The progression of tamponade physiology as described by Reddy occurs in three phases. Initially, when fluid starts accumulating in the pericardial sac, the intrapericardial pressure begins to increase, but a compensatory increase in central venous pressure allows for maintenance of right ventricular and left ventricular filling. As more fluid accumulates, the intrapericardial pressure equalizes first with the right ventricular filling pressure, interfering with ventricular filling. The right ventricle is compromised first because it is more compliant than the left ventricle and has a lower filling pressure. At this phase, stroke volume is diminished, but cardiac output may be maintained by a higher heart rate. Last, as further fluid accumulates, intrapericardial pressure equalizes with left ventricular filling pressure, and cardiac output becomes severely compromised.

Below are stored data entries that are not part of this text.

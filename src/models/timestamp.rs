//! 时间字段的宽松解析
//!
//! 后端可能返回不带时区偏移的时间，例如 `2024-03-10T12:00:00.123456`，此时按 UTC 处理。
//! 序列化仍输出 RFC 3339。用法：`#[serde(with = "crate::models::timestamp")]`。

use chrono::{DateTime, NaiveDate, NaiveDateTime, TimeZone, Utc};
use serde::{Deserialize, Deserializer, Serialize, Serializer, de};

const NAIVE_FORMATS: &[&str] = &["%Y-%m-%dT%H:%M:%S%.f", "%Y-%m-%d %H:%M:%S%.f"];
const DATE_FORMAT: &str = "%Y-%m-%d";

/// 解析时间戳：带偏移的 RFC 3339、无偏移的本地格式或纯日期
pub fn parse_datetime(raw: &str) -> Option<DateTime<Utc>> {
    let raw = raw.trim();
    if let Ok(dt) = DateTime::parse_from_rfc3339(raw) {
        return Some(dt.with_timezone(&Utc));
    }

    NAIVE_FORMATS
        .iter()
        .find_map(|format| NaiveDateTime::parse_from_str(raw, format).ok())
        .or_else(|| {
            NaiveDate::parse_from_str(raw, DATE_FORMAT)
                .ok()
                .and_then(|d| d.and_hms_opt(0, 0, 0))
        })
        .map(|naive| Utc.from_utc_datetime(&naive))
}

/// 解析日期，也接受完整时间戳并取其日期部分
pub fn parse_date(raw: &str) -> Option<NaiveDate> {
    NaiveDate::parse_from_str(raw.trim(), DATE_FORMAT)
        .ok()
        .or_else(|| parse_datetime(raw).map(|dt| dt.date_naive()))
}

pub fn serialize<S: Serializer>(value: &DateTime<Utc>, serializer: S) -> Result<S::Ok, S::Error> {
    value.serialize(serializer)
}

pub fn deserialize<'de, D: Deserializer<'de>>(deserializer: D) -> Result<DateTime<Utc>, D::Error> {
    let raw = String::deserialize(deserializer)?;
    parse_datetime(&raw).ok_or_else(|| de::Error::custom(format!("无效的时间戳: {raw}")))
}

/// 日期字段，用法：`#[serde(with = "crate::models::timestamp::date")]`
pub mod date {
    use super::*;

    pub fn serialize<S: Serializer>(value: &NaiveDate, serializer: S) -> Result<S::Ok, S::Error> {
        value.serialize(serializer)
    }

    pub fn deserialize<'de, D: Deserializer<'de>>(deserializer: D) -> Result<NaiveDate, D::Error> {
        let raw = String::deserialize(deserializer)?;
        parse_date(&raw).ok_or_else(|| de::Error::custom(format!("无效的日期: {raw}")))
    }
}

#[cfg(test)]
mod tests {
    use super::*;
    use serde_json::json;

    #[derive(Debug, Serialize, Deserialize)]
    struct Stamped {
        #[serde(with = "crate::models::timestamp")]
        at: DateTime<Utc>,
        #[serde(with = "crate::models::timestamp::date")]
        on: NaiveDate,
    }

    fn utc(y: i32, mo: u32, d: u32, h: u32, mi: u32, s: u32) -> DateTime<Utc> {
        Utc.with_ymd_and_hms(y, mo, d, h, mi, s).unwrap()
    }

    #[test]
    fn test_parse_datetime_formats() {
        let noon = utc(2024, 3, 10, 12, 0, 0);
        assert_eq!(parse_datetime("2024-03-10T12:00:00Z"), Some(noon));
        assert_eq!(parse_datetime("2024-03-10T20:00:00+08:00"), Some(noon));
        assert_eq!(parse_datetime("2024-03-10T12:00:00"), Some(noon));
        assert_eq!(parse_datetime("2024-03-10 12:00:00"), Some(noon));
        assert_eq!(parse_datetime("2024-03-10"), Some(utc(2024, 3, 10, 0, 0, 0)));

        let micros = parse_datetime("2024-03-10T12:00:00.123456").unwrap();
        assert_eq!(micros.timestamp_subsec_micros(), 123_456);

        assert_eq!(parse_datetime("昨天"), None);
        assert_eq!(parse_datetime(""), None);
    }

    #[test]
    fn test_parse_date_accepts_timestamps() {
        let day = NaiveDate::from_ymd_opt(2024, 1, 15).unwrap();
        assert_eq!(parse_date("2024-01-15"), Some(day));
        assert_eq!(parse_date("2024-01-15T10:30:00.5"), Some(day));
        assert_eq!(parse_date("2024/01/15"), None);
    }

    #[test]
    fn test_naive_fields_deserialize() {
        let stamped: Stamped = serde_json::from_value(json!({
            "at": "2024-03-10T12:00:00.123456",
            "on": "2024-03-10T00:00:00"
        }))
        .unwrap();
        assert_eq!(stamped.at.date_naive(), stamped.on);

        let out = serde_json::to_value(&stamped).unwrap();
        assert_eq!(out["at"], "2024-03-10T12:00:00.123456Z");
        assert_eq!(out["on"], "2024-03-10");
    }

    #[test]
    fn test_invalid_timestamp_is_an_error() {
        let err = serde_json::from_value::<Stamped>(json!({"at": "soon", "on": "2024-03-10"}))
            .unwrap_err();
        assert!(err.to_string().contains("soon"));
    }
}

What are the etiologies of cardiac tamponade?
Acute tamponade can be caused by chest trauma, ascending aortic dissection, percutaneous coronary interventions, and intracardiac arrhythmia ablations. Indwelling central venous catheters have also been identified by the American Society of Anesthesiologists (ASA) Closed Claims Project as a cause of tamponade. Recent pericardiotomy, as performed during cardiac surgery, has also been implicated in the development of cardiac tamponade, even though the pericardial sac has been left open; in this situation, a localized hematoma can cause regional cardiac tamponade (i.e., a specific chamber is compressed).
Subacute cardiac tamponade can be caused by malignancy, renal failure, infections such as tuberculosis, and hypothyroidism.

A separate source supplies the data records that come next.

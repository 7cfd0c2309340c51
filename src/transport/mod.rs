//! HTTP 传输层
//!
//! 统一处理基础地址、超时、Bearer 令牌注入和 401 响应。
//! 所有非 2xx 响应与网络错误都以 [`ClientError`] 返回。

use reqwest::header::{CONTENT_TYPE, HeaderMap, HeaderValue};
use reqwest::multipart::Form;
use reqwest::{RequestBuilder, Response, StatusCode};
use serde::Serialize;
use serde::de::DeserializeOwned;
use std::sync::Arc;
use std::time::Duration;
use tracing::{debug, error, warn};

use crate::config::ApiConfig;
use crate::error::{ClientError, ErrorBody, Result};
use crate::models::ReportBlob;
use crate::security::TokenStore;

/// 无查询参数
pub const NO_QUERY: &[(&str, &str)] = &[];

/// HTTP 传输客户端
#[derive(Clone)]
pub struct HttpTransport {
    client: reqwest::Client,
    base_url: String,
    tokens: Arc<dyn TokenStore>,
}

impl HttpTransport {
    /// 创建传输客户端
    pub fn new(config: &ApiConfig, tokens: Arc<dyn TokenStore>) -> Result<Self> {
        let mut headers = HeaderMap::new();
        headers.insert(CONTENT_TYPE, HeaderValue::from_static("application/json"));

        let client = reqwest::Client::builder()
            .timeout(Duration::from_secs(config.timeout_secs))
            .default_headers(headers)
            .user_agent(config.user_agent.as_str())
            .build()?;

        Ok(Self {
            client,
            base_url: config.base_url.trim_end_matches('/').to_string(),
            tokens,
        })
    }

    pub fn base_url(&self) -> &str {
        &self.base_url
    }

    pub fn tokens(&self) -> &Arc<dyn TokenStore> {
        &self.tokens
    }

    fn url(&self, path: &str) -> String {
        format!("{}{}", self.base_url, path)
    }

    /// 请求拦截：存在令牌时附加 Bearer 凭证
    fn authorize(&self, request: RequestBuilder) -> RequestBuilder {
        match self.tokens.get() {
            Ok(Some(token)) => request.bearer_auth(token),
            Ok(None) => request,
            Err(e) => {
                warn!(error = %e, "failed to read auth token, sending request without it");
                request
            }
        }
    }

    async fn execute(&self, request: RequestBuilder) -> Result<Response> {
        let response = self.authorize(request).send().await?;
        let status = response.status();
        if status.is_success() {
            return Ok(response);
        }

        let body = response.text().await.unwrap_or_default();
        Err(rejection(status, self.tokens.as_ref(), &body))
    }

    /// GET 并解析 JSON
    pub async fn get_json<T, Q>(&self, path: &str, query: &Q) -> Result<T>
    where
        T: DeserializeOwned,
        Q: Serialize + ?Sized,
    {
        debug!(method = "GET", path, "api request");
        let request = self.client.get(self.url(path)).query(query);
        Ok(self.execute(request).await?.json::<T>().await?)
    }

    /// POST JSON 请求体并解析 JSON
    pub async fn post_json<B, T>(&self, path: &str, body: &B) -> Result<T>
    where
        B: Serialize + ?Sized,
        T: DeserializeOwned,
    {
        debug!(method = "POST", path, "api request");
        let request = self.client.post(self.url(path)).json(body);
        Ok(self.execute(request).await?.json::<T>().await?)
    }

    /// PUT JSON 请求体并解析 JSON
    pub async fn put_json<B, T>(&self, path: &str, body: &B) -> Result<T>
    where
        B: Serialize + ?Sized,
        T: DeserializeOwned,
    {
        debug!(method = "PUT", path, "api request");
        let request = self.client.put(self.url(path)).json(body);
        Ok(self.execute(request).await?.json::<T>().await?)
    }

    /// DELETE，忽略响应体
    pub async fn delete(&self, path: &str) -> Result<()> {
        debug!(method = "DELETE", path, "api request");
        self.execute(self.client.delete(self.url(path))).await?;
        Ok(())
    }

    /// POST multipart 表单并解析 JSON
    pub async fn post_multipart<T>(&self, path: &str, form: Form) -> Result<T>
    where
        T: DeserializeOwned,
    {
        debug!(method = "POST", path, "api multipart request");
        let request = self.client.post(self.url(path)).multipart(form);
        Ok(self.execute(request).await?.json::<T>().await?)
    }

    /// GET 二进制内容
    pub async fn get_bytes(&self, path: &str) -> Result<ReportBlob> {
        debug!(method = "GET", path, "api binary request");
        let response = self.execute(self.client.get(self.url(path))).await?;
        let content_type = response
            .headers()
            .get(CONTENT_TYPE)
            .and_then(|v| v.to_str().ok())
            .unwrap_or("application/octet-stream")
            .to_string();
        let bytes = response.bytes().await?.to_vec();

        Ok(ReportBlob {
            content_type,
            bytes,
        })
    }

    /// GET 仅返回状态码
    pub async fn get_status(&self, path: &str) -> Result<StatusCode> {
        debug!(method = "GET", path, "api status request");
        let response = self.execute(self.client.get(self.url(path))).await?;
        Ok(response.status())
    }
}

/// 响应拦截：非 2xx 状态转换为错误
///
/// 401 会清除本地令牌，迫使下一次受保护请求重新认证。
pub fn rejection(status: StatusCode, tokens: &dyn TokenStore, body: &str) -> ClientError {
    let message = ErrorBody::summarize(body);

    if status == StatusCode::UNAUTHORIZED {
        if let Err(e) = tokens.clear() {
            error!(error = %e, "failed to clear auth token after 401");
        }
        return ClientError::Unauthorized(message);
    }

    ClientError::Status {
        status: status.as_u16(),
        body: message,
    }
}

/// 检查响应状态，2xx 通过，其余交给 [`rejection`]
pub fn inspect_status(status: StatusCode, tokens: &dyn TokenStore, body: &str) -> Result<()> {
    if status.is_success() {
        Ok(())
    } else {
        Err(rejection(status, tokens, body))
    }
}

#[cfg(test)]
mod tests {
    use super::*;
    use crate::security::token::MockTokenStore;

    #[test]
    fn test_401_clears_token() {
        let mut tokens = MockTokenStore::new();
        tokens.expect_clear().times(1).returning(|| Ok(()));

        let err = inspect_status(StatusCode::UNAUTHORIZED, &tokens, r#"{"detail":"expired"}"#)
            .unwrap_err();
        assert_eq!(err, ClientError::Unauthorized("expired".into()));
    }

    #[test]
    fn test_other_statuses_leave_token_untouched() {
        let mut tokens = MockTokenStore::new();
        tokens.expect_clear().never();

        assert!(inspect_status(StatusCode::OK, &tokens, "").is_ok());
        assert_eq!(
            inspect_status(StatusCode::NOT_FOUND, &tokens, "missing").unwrap_err(),
            ClientError::Status {
                status: 404,
                body: "missing".into()
            }
        );
        assert!(inspect_status(StatusCode::INTERNAL_SERVER_ERROR, &tokens, "").is_err());
    }

    #[test]
    fn test_clear_failure_still_reports_unauthorized() {
        let mut tokens = MockTokenStore::new();
        tokens
            .expect_clear()
            .returning(|| Err(ClientError::TokenStore("read-only".into())));

        let err = rejection(StatusCode::UNAUTHORIZED, &tokens, "");
        assert!(matches!(err, ClientError::Unauthorized(_)));
    }

    #[test]
    fn test_base_url_trailing_slash_trimmed() {
        let config = ApiConfig {
            base_url: "http://localhost:8000/api/".into(),
            ..ApiConfig::default()
        };
        let transport =
            HttpTransport::new(&config, Arc::new(crate::security::MemoryTokenStore::new()))
                .unwrap();
        assert_eq!(transport.url("/v1/students"), "http://localhost:8000/api/v1/students");
    }
}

What are the signs and symptoms of cardiac tamponade?
Depending on the severity and acuity of development of cardiac tamponade, shortness of breath, chest tightness, dizziness, distended neck veins, and shock are nonspecific signs and symptoms. Classic signs of cardiac tamponade include the following:
Pulsus paradoxus—an exaggerated decrease in systolic arterial blood pressure associated with inspiration (>10 mm Hg)
Beck triad—dilated neck veins, muffled heart tones, and hypotension
Low voltage in all leads
Electrical alternans—changing electrical axis caused by the heart swinging freely in the pericardial fluid
Equalization of central venous pressure (CVP), pulmonary artery diastolic pressure (PADP), and pulmonary artery capillary wedge pressure (PACWP) and absent y descent in right atrial and wedge pressure tracings are signs seen when a pulmonary artery catheter is present. Chest x-ray might show an enlarged cardiac silhouette if there is >250 mL of pericardial fluid ( Box 8-1 ).